Despite the efforts of most of the main stream media (and Obama himself) who are trying to spin the incidents regarding Barack Obama's preacher and spiritual advisor into something acceptable to the American people, along with his speech regarding race, by doing some individual research it becomes clear that the spin will simply just not wash.

Let me preface what I am about to say by stating emphatically that I do not believe the teaching of Reverend Wright or Black Liberation Theology are at all subscribed to by most blacks in this country. I believe it is a minority of radicals whose voices are being given dispproportionate weight in our media. I have many friends in the black community who are traditional Christians who accept Jesus Christ and His aotnement and teaching for the love, long suffering, reason, and forgiveness that they represent to all of us, of all creeds and colors alike.

But the Trinity Church of Christ, to which Obama belongs, subscribes to Black Liberation Theology, which we shall see does not represent those things, and therefore gives voice to Reverned Wright's and others' hateful dialog.

I believe that Obama will not leave that Church for one simple and obvious reason. Despite his new found disgust in "some" terminology that Wright employed, Obama in all likelihood agrees with the theology that the church teaches. He is raising his kids in it, and intends to stay with it.

Most of us feel strongly about the Christian churches we attend. If the clergy depart from the theology that we accept in our hearts, we leave them and find a congregation and doctrine that we subscribe to and will make better men and women of us (through the atonement of Jesus Christ) and allow us to help others. If the clergy sticks with the theology we accept in our hearts, we stay with them.

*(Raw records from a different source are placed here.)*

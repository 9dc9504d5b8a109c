//! Item listing: ask a vision chat model what furniture is in the edited room.
//!
//! This is the soft dependency of the pipeline. The extractor returns
//! `Result<ParsedItems, ExtractionError>` and the orchestrator turns every
//! error into an empty list, so nothing here can fail a request.
//!
//! ## Reply parsing
//!
//! Models are asked for `{"itens": [...]}` but do not always comply, so
//! [`parse_items`] has two explicit branches:
//!
//! 1. **Structured** — the reply is a JSON object whose `itens` field is an
//!    array of strings; returned verbatim.
//! 2. **Unstructured** — anything else is scanned line by line, list markers
//!    and wrapping quotes are stripped, and lines under 3 characters dropped.
//!
//! When neither yields anything the result is [`ParsedItems::Empty`].

use crate::config::RestyleConfig;
use crate::error::ExtractionError;
use crate::pipeline::normalize::normalize;
use crate::prompts::{ITEMS_FIELD, LIST_ITEMS_PROMPT};
use async_trait::async_trait;
use once_cell::sync::Lazy;
use regex::Regex;
use serde::{Deserialize, Serialize};
use serde_json::Value;
use std::time::{Duration, Instant};
use tracing::debug;

/// Lines shorter than this (in characters) are dropped by the fallback scan.
const MIN_LINE_CHARS: usize = 3;

/// Outcome of parsing one listing reply.
#[derive(Debug, Clone, PartialEq, Eq)]
pub enum ParsedItems {
    /// The reply was the requested JSON object.
    Structured(Vec<String>),
    /// The reply was free text; items recovered line by line.
    Unstructured(Vec<String>),
    /// Nothing usable.
    Empty,
}

impl ParsedItems {
    /// Collapse into a plain item list; `Empty` becomes `[]`.
    pub fn into_items(self) -> Vec<String> {
        match self {
            ParsedItems::Structured(items) | ParsedItems::Unstructured(items) => items,
            ParsedItems::Empty => Vec::new(),
        }
    }

    pub fn kind(&self) -> &'static str {
        match self {
            ParsedItems::Structured(_) => "structured",
            ParsedItems::Unstructured(_) => "unstructured",
            ParsedItems::Empty => "empty",
        }
    }
}

/// Something that can list the items visible in a room photo.
#[async_trait]
pub trait ItemExtractor: Send + Sync {
    /// `edited_base64` is the edit service's output, bare or as a data URI.
    async fn extract_items(&self, edited_base64: &str) -> Result<ParsedItems, ExtractionError>;
}

#[derive(Debug, Serialize)]
struct ChatRequest<'a> {
    model: &'a str,
    max_tokens: u32,
    messages: Vec<ChatMessage<'a>>,
}

#[derive(Debug, Serialize)]
struct ChatMessage<'a> {
    role: &'a str,
    content: Vec<ContentPart<'a>>,
}

#[derive(Debug, Serialize)]
#[serde(tag = "type", rename_all = "snake_case")]
enum ContentPart<'a> {
    Text { text: &'a str },
    ImageUrl { image_url: ImageUrl<'a> },
}

#[derive(Debug, Serialize)]
struct ImageUrl<'a> {
    url: &'a str,
}

#[derive(Debug, Deserialize)]
struct ChatResponse {
    #[serde(default)]
    choices: Vec<Choice>,
}

#[derive(Debug, Deserialize)]
struct Choice {
    message: Option<ChoiceMessage>,
}

#[derive(Debug, Deserialize)]
struct ChoiceMessage {
    content: Option<String>,
}

/// [`ItemExtractor`] backed by an OpenAI-compatible `chat/completions` endpoint.
#[derive(Debug, Clone)]
pub struct OpenAiItemExtractor {
    client: reqwest::Client,
    url: String,
    api_key: String,
    model: String,
    max_tokens: u32,
    default_mime: String,
    timeout_secs: u64,
}

impl OpenAiItemExtractor {
    pub fn new(client: reqwest::Client, config: &RestyleConfig, api_key: impl Into<String>) -> Self {
        Self {
            client,
            url: config.chat_url.clone(),
            api_key: api_key.into(),
            model: config.chat_model.clone(),
            max_tokens: config.chat_max_tokens,
            default_mime: config.default_mime.clone(),
            timeout_secs: config.extract_timeout_secs,
        }
    }

    fn transport_error(&self, e: reqwest::Error) -> ExtractionError {
        if e.is_timeout() {
            ExtractionError::Timeout {
                secs: self.timeout_secs,
            }
        } else {
            ExtractionError::RequestFailed(e.to_string())
        }
    }
}

#[async_trait]
impl ItemExtractor for OpenAiItemExtractor {
    async fn extract_items(&self, edited_base64: &str) -> Result<ParsedItems, ExtractionError> {
        let start = Instant::now();
        let image = normalize(edited_base64, &self.default_mime);
        let request = ChatRequest {
            model: &self.model,
            max_tokens: self.max_tokens,
            messages: vec![ChatMessage {
                role: "user",
                content: vec![
                    ContentPart::Text {
                        text: LIST_ITEMS_PROMPT,
                    },
                    ContentPart::ImageUrl {
                        image_url: ImageUrl {
                            url: image.as_str(),
                        },
                    },
                ],
            }],
        };

        let response = self
            .client
            .post(&self.url)
            .bearer_auth(&self.api_key)
            .timeout(Duration::from_secs(self.timeout_secs))
            .json(&request)
            .send()
            .await
            .map_err(|e| self.transport_error(e))?;

        let status = response.status();
        let body = response.text().await.map_err(|e| self.transport_error(e))?;

        if !status.is_success() {
            return Err(ExtractionError::Upstream {
                status: status.as_u16(),
                body,
            });
        }

        let text = reply_text(&body)?;
        let parsed = parse_items(&text);
        debug!(
            "Listing reply parsed as {} in {:?}",
            parsed.kind(),
            start.elapsed()
        );
        Ok(parsed)
    }
}

/// `choices[0].message.content`, trimmed; missing content is an empty reply.
fn reply_text(body: &str) -> Result<String, ExtractionError> {
    let parsed: ChatResponse = serde_json::from_str(body)
        .map_err(|e| ExtractionError::MalformedResponse(e.to_string()))?;
    Ok(parsed
        .choices
        .into_iter()
        .next()
        .and_then(|c| c.message)
        .and_then(|m| m.content)
        .map(|s| s.trim().to_string())
        .unwrap_or_default())
}

/// Parse a listing reply, strict JSON first, line scan second.
pub fn parse_items(reply: &str) -> ParsedItems {
    let reply = reply.trim();
    if let Some(items) = parse_structured(reply) {
        return ParsedItems::Structured(items);
    }
    let lines = parse_lines(reply);
    if lines.is_empty() {
        ParsedItems::Empty
    } else {
        ParsedItems::Unstructured(lines)
    }
}

fn parse_structured(reply: &str) -> Option<Vec<String>> {
    let value: Value = serde_json::from_str(reply).ok()?;
    value
        .as_object()?
        .get(ITEMS_FIELD)?
        .as_array()?
        .iter()
        .map(|v| v.as_str().map(str::to_string))
        .collect()
}

static RE_LIST_MARKER: Lazy<Regex> = Lazy::new(|| Regex::new(r"^[\d\-•*.]+\s*").unwrap());
static RE_WRAPPING_QUOTES: Lazy<Regex> = Lazy::new(|| Regex::new(r#"^["']|["']$"#).unwrap());

fn parse_lines(reply: &str) -> Vec<String> {
    reply
        .lines()
        .map(|line| {
            let line = RE_LIST_MARKER.replace(line.trim(), "");
            RE_WRAPPING_QUOTES.replace_all(&line, "").trim().to_string()
        })
        .filter(|line| line.chars().count() >= MIN_LINE_CHARS)
        .collect()
}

Obama is staying with the Trinity Church and continues to remain close to Wright, despite Wright's disgusting statements...and to be sure, these statements are not statements from one or two sermons alone. No, Reverend Wright is an ardent supporter and preacher of Black Liberation Theology which is at the heart of who he is and what he has said.

This same Black Liberation theology subscribed to by Trinity is clearly what Obama subscribes to. His actions in this regard tell us so. He's been going and donating to that particular church for over twenty yerars. As stated, he is raising his kids in it, immersing them...baptising them into it. And Reverend Wright has done the immersing and baptising.

While it is true that that church has done a lot of good in the black community, helping them to rise socially, taking care of their needy, it is also true that the underlying doctrine must be understood in order to bring into focus the good it does and reconcile it against the hate its preacher also spreads.

That theology can easily be reconciled to its good actions in the black community and the hateful rhetoric it employs by simply studying it. This is something that most of the main stream media has either not done, or refuses to do, because the underlying doctrine is so repulsive that it should negate any major candidate in any way closely associated with it...and that is something that most of the media and the DNC do not want to do. Again, Black Liberation Theology is the admitted theology of Reverend Wright and the congregation. It is something that has helped form Obama and his views and it is therefore worthwhile to understand if we intend to consider him for the office of the Presidency.

It is not your traditional Christian message in the least.

Wright admits that he preaches his brand of that theology which is based, in part, on the works of one James Hal Cone, the recognized pioneer in the black brand of this theology, and someone who has been the Charles Augustus Briggs Distinguished Professor of Systematic Theology at Union Theological Seminary in the City of New York.

Wright refered to Cone and his "pioneering" efforts in his contentious interveiw with Sean Hannity on Fox News in 2007, HERE.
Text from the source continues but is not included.